Airstrike Opens Rift between Germany, U.S.

Afghan security forces stand guard near a burnt fuel tanker in Kunduz, north of Kabul, Afghanistan, Friday, Sept. 4, 2009. NATO jet blasted two fuel tankers hijacked by the Taliban in northern Afghanistan, setting off a huge fireball Friday that killed up to 90 people, Afghan officials said. (AP Photo) AP Photo

Updated 10:16 p.m. EDT

An airstrike by U.S. fighter jets that appears to have killed Afghan civilians could turn into a major dispute for NATO allies Germany and the United States, as tensions began rising between them Sunday over Germany's role in ordering the attack.

Afghan officials say up to 70 people were killed in the early morning airstrike Friday in the northern province of Kunduz after Taliban militants stole two tanker trucks of fuel and villagers gathered to siphon off gas.

Chancellor Angela Merkel on Sunday called for a "thorough, quick" NATO-led investigation into the events surrounding a German-ordered airstrike in northern Afghanistan and whether civilians were killed in the attack.

Merkel said Sunday she would "deeply regret" if any civilians had been killed and insisted the aim of the German mission is to gain the support and trust of the Afghan people.

Afghan and NATO investigations are just beginning, but both German and U.S. officials already appeared to be trying to deflect blame.

German Defense Minister Franz Josef Jung said the Taliban's possession of the two tankers "posed an acute threat to our soldiers." German officials have said the tankers might have been used as suicide bombs.

"If there were civilian casualties or injuries, of course we deeply regret that. At the same time, it was clear that our soldiers were in danger," Jung said in comments to German broadcasters. "Consequently, I stand clearly behind our commander's decision" to order the air strike.

Meanwhile, Rear Adm. Gregory J. Smith, the top U.S. and NATO spokesman in the country, said German troops let too many hours pass before visiting the site of the bombing Friday.

He explained that it's important to hold the ground after a strike and determine what happened before the enemy comes out with its own version of events.

The top U.S. and NATO commander in Afghanistan, U.S. Gen. Stanley McChrystal, visited the site Saturday where two charred trucks and yellow gas cans sat on a riverbed. He asked a top commander in Regional Command North about the response time.

"Why didn't RC-North come here quicker?" McChrystal asked Col. Georg Klein, the commander of the German base in Kunduz.

"I can honestly say it was a mistake," Klein answered, in a discussion witnessed by an Associated Press reporter.

On Sunday, Smith said that in McChrystal's judgment the response time "was probably longer than it should have been."

German troops in Afghanistan have long been criticized for avoiding combat operations, even as militants have increasingly infiltrated northern Afghanistan the last year, destabilizing the once-peaceful region.

Taliban militants stole two fuel tankers late Friday that became stuck on a riverbed outside Kunduz. Villagers - either forced by the militants or enticed by offers of free fuel - gathered near the trucks, even as U.S. jets patrolled overhead.

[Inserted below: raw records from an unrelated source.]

//! Session persistence
//!
//! Stores session history entries in JSONL format, one entry per line,
//! so a CLI session survives across invocations. Seed entries are never
//! written; they are regenerated on load.

use crate::history::HistoryResult;
use crate::models::HistoryEntry;
use std::fs::{File, OpenOptions};
use std::io::{BufRead, BufReader, Write};
use std::path::{Path, PathBuf};
use tracing::{debug, warn};

/// JSONL-backed session store
#[derive(Debug, Clone)]
pub struct SessionStore {
    data_path: PathBuf,
}

impl SessionStore {
    /// Store at the default per-user location
    pub fn new() -> Self {
        let data_path = dirs::data_dir()
            .unwrap_or_else(|| PathBuf::from("."))
            .join("fiscal-sentinel")
            .join("session.jsonl");

        Self { data_path }
    }

    /// Store at a custom path
    pub fn with_path(path: impl Into<PathBuf>) -> Self {
        Self {
            data_path: path.into(),
        }
    }

    /// Append one entry
    pub fn record(&self, entry: &HistoryEntry) -> HistoryResult<()> {
        if let Some(parent) = self.data_path.parent() {
            if !parent.as_os_str().is_empty() {
                std::fs::create_dir_all(parent)?;
            }
        }

        let json = serde_json::to_string(entry)?;

        let mut file = OpenOptions::new()
            .create(true)
            .append(true)
            .open(&self.data_path)?;

        writeln!(file, "{}", json)?;
        Ok(())
    }

    /// Load every readable entry in file order.
    ///
    /// Lines that fail to parse are skipped with a warning so one corrupt
    /// line does not lose the rest of the session.
    pub fn load_all(&self) -> HistoryResult<Vec<HistoryEntry>> {
        if !self.data_path.exists() {
            return Ok(Vec::new());
        }

        let file = File::open(&self.data_path)?;
        let reader = BufReader::new(file);

        let mut entries = Vec::new();
        for (line_no, line) in reader.lines().enumerate() {
            let line = line?;
            if line.trim().is_empty() {
                continue;
            }
            match serde_json::from_str::<HistoryEntry>(&line) {
                Ok(entry) => entries.push(entry),
                Err(e) => warn!(
                    "Skipping unreadable session entry at {}:{}: {}",
                    self.data_path.display(),
                    line_no + 1,
                    e
                ),
            }
        }

        debug!("Loaded {} session entries from {}", entries.len(), self.data_path.display());
        Ok(entries)
    }

    pub fn data_path(&self) -> &Path {
        &self.data_path
    }
}

impl Default for SessionStore {
    fn default() -> Self {
        Self::new()
    }
}

#[cfg(test)]
mod tests {
    use super::*;
    use crate::models::{ApprovalMetadata, Category, RiskAnalysisResult, TransactionRecord};
    use chrono::Utc;
    use tempfile::tempdir;

    fn entry(id: &str, approver: Option<&str>) -> HistoryEntry {
        let approval = approver.map(|name| ApprovalMetadata {
            approver_name: name.to_string(),
            approver_dept: "Finance".to_string(),
            timestamp: Utc::now(),
            approval_count: 1,
            threshold_warning: false,
            over_threshold: false,
        });
        HistoryEntry::new(
            TransactionRecord::new(Category::ForeignAid, "FA-1", "Relief Fund", 2500.0)
                .with_attribute("grantRef", serde_json::json!("G-77")),
            RiskAnalysisResult::baseline(20),
            approval,
        )
        .with_id(id)
    }

    #[test]
    fn test_missing_file_is_empty() {
        let dir = tempdir().unwrap();
        let store = SessionStore::with_path(dir.path().join("none.jsonl"));
        assert!(store.load_all().unwrap().is_empty());
    }

    #[test]
    fn test_record_and_load_preserves_order() {
        let dir = tempdir().unwrap();
        let store = SessionStore::with_path(dir.path().join("nested").join("session.jsonl"));

        store.record(&entry("REP-1", Some("J. Rao"))).unwrap();
        store.record(&entry("REP-2", None)).unwrap();

        let loaded = store.load_all().unwrap();
        assert_eq!(loaded.len(), 2);
        assert_eq!(loaded[0].id, "REP-1");
        assert_eq!(loaded[0].approval.as_ref().unwrap().approver_name, "J. Rao");
        assert_eq!(loaded[0].input.attributes.get("grantRef"), Some(&serde_json::json!("G-77")));
        assert!(loaded[1].approval.is_none());
    }

    #[test]
    fn test_corrupt_line_skipped() {
        let dir = tempdir().unwrap();
        let path = dir.path().join("session.jsonl");
        let store = SessionStore::with_path(&path);

        store.record(&entry("REP-1", None)).unwrap();
        let mut file = OpenOptions::new().append(true).open(&path).unwrap();
        writeln!(file, "{{not json").unwrap();
        writeln!(file).unwrap();
        store.record(&entry("REP-2", None)).unwrap();

        let ids: Vec<String> = store.load_all().unwrap().into_iter().map(|e| e.id).collect();
        assert_eq!(ids, vec!["REP-1", "REP-2"]);
    }
}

German commanders watching images from the U.S. aircraft could see about 120 people, McChrystal said Saturday. The commanders decided that the people were militants and ordered the airstrikes, Smith said, even though images provided by the U.S. aircraft would have been grainy and difficult to see.

Whether the German commanders or the U.S. pilot are at fault for any civilian casualties may turn into an inner-NATO tussle.

Smith said the ground force commander "is the decision maker for close air support. That's doctrine." But he also conceded that a pilot can refuse an order to drop a bomb.

Klein, in an interview with The Associated Press on Sunday, declined to say whether images provided by the U.S. jets had been clear enough for weapons to be seen among Afghans on the ground, citing the ongoing investigation.

A German Joint Terminal Air Controller, or JTAC, who spoke on condition that his name not be used because he wasn't authorized to speak publicly, said the rules for ordering an attack clearly state that the ultimate decision rests with the ground commander.

But rules also require that both the pilot and the JTAC get a good positive identification of the target before the commander can order a weapon deployed, the JTAC said.

"Only when both are sure that what we see is a target, only then will the pilot drop the bomb," the JTAC said.

The German Defense Ministry, meanwhile, pushed back against a story published in the Washington Post that German officials said painted their commander in a poor light and played up the U.S. version of events. The ministry said the article "will definitely influence at least the preliminary investigation by the various bodies."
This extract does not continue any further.